» **EXERCISE PROMPT**: All of the data below is to be written out again exactly.

» **GIVEN DATA**:
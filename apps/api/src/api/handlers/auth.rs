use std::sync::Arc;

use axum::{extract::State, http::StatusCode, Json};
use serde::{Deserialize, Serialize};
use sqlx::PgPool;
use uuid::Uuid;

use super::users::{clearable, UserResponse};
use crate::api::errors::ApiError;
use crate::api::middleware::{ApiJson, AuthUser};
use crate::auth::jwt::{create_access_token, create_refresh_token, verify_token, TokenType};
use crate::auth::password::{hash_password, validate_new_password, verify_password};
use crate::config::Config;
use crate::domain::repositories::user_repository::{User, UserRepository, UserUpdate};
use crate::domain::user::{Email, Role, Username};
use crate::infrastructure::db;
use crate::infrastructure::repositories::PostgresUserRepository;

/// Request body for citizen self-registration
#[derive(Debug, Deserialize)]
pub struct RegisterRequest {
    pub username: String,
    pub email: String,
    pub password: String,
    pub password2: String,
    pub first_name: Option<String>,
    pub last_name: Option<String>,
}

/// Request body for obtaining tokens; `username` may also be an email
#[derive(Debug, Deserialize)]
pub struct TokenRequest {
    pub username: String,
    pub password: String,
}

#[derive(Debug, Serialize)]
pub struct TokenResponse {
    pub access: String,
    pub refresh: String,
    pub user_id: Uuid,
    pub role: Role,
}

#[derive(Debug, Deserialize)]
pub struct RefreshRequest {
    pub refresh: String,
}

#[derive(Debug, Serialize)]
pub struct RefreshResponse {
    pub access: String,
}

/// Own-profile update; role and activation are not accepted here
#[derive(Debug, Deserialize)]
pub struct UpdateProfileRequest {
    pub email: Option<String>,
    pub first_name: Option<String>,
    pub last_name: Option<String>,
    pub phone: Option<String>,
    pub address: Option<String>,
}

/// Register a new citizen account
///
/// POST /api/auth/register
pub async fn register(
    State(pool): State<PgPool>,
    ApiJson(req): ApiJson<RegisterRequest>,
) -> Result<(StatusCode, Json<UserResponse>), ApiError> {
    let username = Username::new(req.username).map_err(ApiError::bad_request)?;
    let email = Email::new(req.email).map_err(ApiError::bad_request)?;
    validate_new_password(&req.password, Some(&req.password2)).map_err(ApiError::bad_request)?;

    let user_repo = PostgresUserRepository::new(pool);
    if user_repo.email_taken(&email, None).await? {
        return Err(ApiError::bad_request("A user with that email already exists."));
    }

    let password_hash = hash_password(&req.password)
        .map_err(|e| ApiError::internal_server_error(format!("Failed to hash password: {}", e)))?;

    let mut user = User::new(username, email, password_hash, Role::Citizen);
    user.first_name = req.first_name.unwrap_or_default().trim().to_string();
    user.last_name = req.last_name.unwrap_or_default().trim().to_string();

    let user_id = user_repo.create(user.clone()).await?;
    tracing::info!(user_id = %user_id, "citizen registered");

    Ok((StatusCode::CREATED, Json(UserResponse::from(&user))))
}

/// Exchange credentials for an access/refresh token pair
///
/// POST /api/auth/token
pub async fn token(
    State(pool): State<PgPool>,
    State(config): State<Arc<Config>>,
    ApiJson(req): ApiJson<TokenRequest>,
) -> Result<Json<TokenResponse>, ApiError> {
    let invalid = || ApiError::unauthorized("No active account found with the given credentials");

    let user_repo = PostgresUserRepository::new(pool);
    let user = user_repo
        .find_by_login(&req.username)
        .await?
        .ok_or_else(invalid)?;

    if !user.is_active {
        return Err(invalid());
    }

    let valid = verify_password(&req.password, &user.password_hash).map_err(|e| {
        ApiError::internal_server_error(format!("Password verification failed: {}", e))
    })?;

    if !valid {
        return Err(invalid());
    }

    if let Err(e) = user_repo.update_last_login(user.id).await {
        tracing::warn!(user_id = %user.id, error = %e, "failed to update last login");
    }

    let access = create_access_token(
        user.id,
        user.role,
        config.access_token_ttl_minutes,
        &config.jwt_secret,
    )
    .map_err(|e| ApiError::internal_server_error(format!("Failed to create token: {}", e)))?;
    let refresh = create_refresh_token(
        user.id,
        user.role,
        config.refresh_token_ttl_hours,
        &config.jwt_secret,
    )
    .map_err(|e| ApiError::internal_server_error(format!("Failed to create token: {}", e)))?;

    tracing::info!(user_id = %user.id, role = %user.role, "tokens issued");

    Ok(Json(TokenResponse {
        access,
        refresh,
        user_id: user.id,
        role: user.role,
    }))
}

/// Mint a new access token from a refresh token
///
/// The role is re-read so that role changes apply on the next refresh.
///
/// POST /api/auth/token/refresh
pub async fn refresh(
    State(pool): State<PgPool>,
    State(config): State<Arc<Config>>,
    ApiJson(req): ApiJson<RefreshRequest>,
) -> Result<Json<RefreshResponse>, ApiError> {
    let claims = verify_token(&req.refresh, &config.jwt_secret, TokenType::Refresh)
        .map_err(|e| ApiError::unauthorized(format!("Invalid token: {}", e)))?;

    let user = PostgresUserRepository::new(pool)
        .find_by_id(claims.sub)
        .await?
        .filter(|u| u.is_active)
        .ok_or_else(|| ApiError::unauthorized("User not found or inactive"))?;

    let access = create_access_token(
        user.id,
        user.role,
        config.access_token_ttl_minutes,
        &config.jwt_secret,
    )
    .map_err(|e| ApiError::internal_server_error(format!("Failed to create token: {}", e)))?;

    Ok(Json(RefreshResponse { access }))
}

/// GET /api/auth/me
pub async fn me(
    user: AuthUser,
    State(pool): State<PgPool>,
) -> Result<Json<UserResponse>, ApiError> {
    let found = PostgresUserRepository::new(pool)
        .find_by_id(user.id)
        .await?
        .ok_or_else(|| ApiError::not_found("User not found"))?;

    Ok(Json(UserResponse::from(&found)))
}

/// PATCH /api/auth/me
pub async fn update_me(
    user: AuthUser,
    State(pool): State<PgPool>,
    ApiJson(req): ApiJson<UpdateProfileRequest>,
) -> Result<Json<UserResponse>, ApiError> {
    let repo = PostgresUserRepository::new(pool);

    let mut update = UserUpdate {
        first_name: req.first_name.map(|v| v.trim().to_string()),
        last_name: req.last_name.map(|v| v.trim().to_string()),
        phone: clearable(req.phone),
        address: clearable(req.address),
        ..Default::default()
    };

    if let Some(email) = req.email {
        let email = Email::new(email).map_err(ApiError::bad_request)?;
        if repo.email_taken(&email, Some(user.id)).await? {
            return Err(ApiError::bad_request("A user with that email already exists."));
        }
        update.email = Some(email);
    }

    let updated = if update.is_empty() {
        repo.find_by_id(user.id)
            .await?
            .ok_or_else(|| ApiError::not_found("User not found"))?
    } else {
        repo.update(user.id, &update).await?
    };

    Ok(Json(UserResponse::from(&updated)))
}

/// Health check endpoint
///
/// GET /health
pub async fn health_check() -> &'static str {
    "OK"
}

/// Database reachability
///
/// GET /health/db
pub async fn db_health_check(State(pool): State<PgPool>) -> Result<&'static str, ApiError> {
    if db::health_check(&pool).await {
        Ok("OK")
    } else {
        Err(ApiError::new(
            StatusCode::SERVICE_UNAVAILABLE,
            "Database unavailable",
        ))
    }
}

» **ANSWER FOR THIS EXERCISE**:
filename apps/api/src/api/handlers/auth.rs
use std::sync::Arc;

use axum::{extract::State, http::StatusCode, Json};
use serde::{Deserialize, Serialize};
use sqlx::PgPool;
use uuid::Uuid;

use super::users::{clearable, UserResponse};
use crate::api::errors::ApiError;
use crate::api::middleware::{ApiJson, AuthUser};
use crate::auth::jwt::{create_access_token, create_refresh_token, verify_token, TokenType};
use crate::auth::password::{hash_password, validate_new_password, verify_password};
use crate::config::Config;
use crate::domain::repositories::user_repository::{User, UserRepository, UserUpdate};
use crate::domain::user::{Email, Role, Username};
use crate::infrastructure::db;
use crate::infrastructure::repositories::PostgresUserRepository;

/// Request body for citizen self-registration
#[derive(Debug, Deserialize)]
pub struct RegisterRequest {
    pub username: String,
    pub email: String,
    pub password: String,
    pub password2: String,
    pub first_name: Option<String>,
    pub last_name: Option<String>,
}

/// Request body for obtaining tokens; `username` may also be an email
#[derive(Debug, Deserialize)]
pub struct TokenRequest {
    pub username: String,
    pub password: String,
}

#[derive(Debug, Serialize)]
pub struct TokenResponse {
    pub access: String,
    pub refresh: String,
    pub user_id: Uuid,
    pub role: Role,
}

#[derive(Debug, Deserialize)]
pub struct RefreshRequest {
    pub refresh: String,
}

#[derive(Debug, Serialize)]
pub struct RefreshResponse {
    pub access: String,
}

/// Own-profile update; role and activation are not accepted here
#[derive(Debug, Deserialize)]
pub struct UpdateProfileRequest {
    pub email: Option<String>,
    pub first_name: Option<String>,
    pub last_name: Option<String>,
    pub phone: Option<String>,
    pub address: Option<String>,
}

/// Register a new citizen account
///
/// POST /api/auth/register
pub async fn register(
    State(pool): State<PgPool>,
    ApiJson(req): ApiJson<RegisterRequest>,
) -> Result<(StatusCode, Json<UserResponse>), ApiError> {
    let username = Username::new(req.username).map_err(ApiError::bad_request)?;
    let email = Email::new(req.email).map_err(ApiError::bad_request)?;
    validate_new_password(&req.password, Some(&req.password2)).map_err(ApiError::bad_request)?;

    let user_repo = PostgresUserRepository::new(pool);
    if user_repo.email_taken(&email, None).await? {
        return Err(ApiError::bad_request("A user with that email already exists."));
    }

    let password_hash = hash_password(&req.password)
        .map_err(|e| ApiError::internal_server_error(format!("Failed to hash password: {}", e)))?;

    let mut user = User::new(username, email, password_hash, Role::Citizen);
    user.first_name = req.first_name.unwrap_or_default().trim().to_string();
    user.last_name = req.last_name.unwrap_or_default().trim().to_string();

    let user_id = user_repo.create(user.clone()).await?;
    tracing::info!(user_id = %user_id, "citizen registered");

    Ok((StatusCode::CREATED, Json(UserResponse::from(&user))))
}

/// Exchange credentials for an access/refresh token pair
///
/// POST /api/auth/token
pub async fn token(
    State(pool): State<PgPool>,
    State(config): State<Arc<Config>>,
    ApiJson(req): ApiJson<TokenRequest>,
) -> Result<Json<TokenResponse>, ApiError> {
    let invalid = || ApiError::unauthorized("No active account found with the given credentials");

    let user_repo = PostgresUserRepository::new(pool);
    let user = user_repo
        .find_by_login(&req.username)
        .await?
        .ok_or_else(invalid)?;

    if !user.is_active {
        return Err(invalid());
    }

    let valid = verify_password(&req.password, &user.password_hash).map_err(|e| {
        ApiError::internal_server_error(format!("Password verification failed: {}", e))
    })?;

    if !valid {
        return Err(invalid());
    }

    if let Err(e) = user_repo.update_last_login(user.id).await {
        tracing::warn!(user_id = %user.id, error = %e, "failed to update last login");
    }

    let access = create_access_token(
        user.id,
        user.role,
        config.access_token_ttl_minutes,
        &config.jwt_secret,
    )
    .map_err(|e| ApiError::internal_server_error(format!("Failed to create token: {}", e)))?;
    let refresh = create_refresh_token(
        user.id,
        user.role,
        config.refresh_token_ttl_hours,
        &config.jwt_secret,
    )
    .map_err(|e| ApiError::internal_server_error(format!("Failed to create token: {}", e)))?;

    tracing::info!(user_id = %user.id, role = %user.role, "tokens issued");

    Ok(Json(TokenResponse {
        access,
        refresh,
        user_id: user.id,
        role: user.role,
    }))
}

/// Mint a new access token from a refresh token
///
/// The role is re-read so that role changes apply on the next refresh.
///
/// POST /api/auth/token/refresh
pub async fn refresh(
    State(pool): State<PgPool>,
    State(config): State<Arc<Config>>,
    ApiJson(req): ApiJson<RefreshRequest>,
) -> Result<Json<RefreshResponse>, ApiError> {
    let claims = verify_token(&req.refresh, &config.jwt_secret, TokenType::Refresh)
        .map_err(|e| ApiError::unauthorized(format!("Invalid token: {}", e)))?;

    let user = PostgresUserRepository::new(pool)
        .find_by_id(claims.sub)
        .await?
        .filter(|u| u.is_active)
        .ok_or_else(|| ApiError::unauthorized("User not found or inactive"))?;

    let access = create_access_token(
        user.id,
        user.role,
        config.access_token_ttl_minutes,
        &config.jwt_secret,
    )
    .map_err(|e| ApiError::internal_server_error(format!("Failed to create token: {}", e)))?;

    Ok(Json(RefreshResponse { access }))
}

/// GET /api/auth/me
pub async fn me(
    user: AuthUser,
    State(pool): State<PgPool>,
) -> Result<Json<UserResponse>, ApiError> {
    let found = PostgresUserRepository::new(pool)
        .find_by_id(user.id)
        .await?
        .ok_or_else(|| ApiError::not_found("User not found"))?;

    Ok(Json(UserResponse::from(&found)))
}

/// PATCH /api/auth/me
pub async fn update_me(
    user: AuthUser,
    State(pool): State<PgPool>,
    ApiJson(req): ApiJson<UpdateProfileRequest>,
) -> Result<Json<UserResponse>, ApiError> {
    let repo = PostgresUserRepository::new(pool);

    let mut update = UserUpdate {
        first_name: req.first_name.map(|v| v.trim().to_string()),
        last_name: req.last_name.map(|v| v.trim().to_string()),
        phone: clearable(req.phone),
        address: clearable(req.address),
        ..Default::default()
    };

    if let Some(email) = req.email {
        let email = Email::new(email).map_err(ApiError::bad_request)?;
        if repo.email_taken(&email, Some(user.id)).await? {
            return Err(ApiError::bad_request("A user with that email already exists."));
        }
        update.email = Some(email);
    }

    let updated = if update.is_empty() {
        repo.find_by_id(user.id)
            .await?
            .ok_or_else(|| ApiError::not_found("User not found"))?
    } else {
        repo.update(user.id, &update).await?
    };

    Ok(Json(UserResponse::from(&updated)))
}

/// Health check endpoint
///
/// GET /health
pub async fn health_check() -> &'static str {
    "OK"
}

/// Database reachability
///
/// GET /health/db
pub async fn db_health_check(State(pool): State<PgPool>) -> Result<&'static str, ApiError> {
    if db::health_check(&pool).await {
        Ok("OK")
    } else {
        Err(ApiError::new(
            StatusCode::SERVICE_UNAVAILABLE,
            "Database unavailable",
        ))
    }
}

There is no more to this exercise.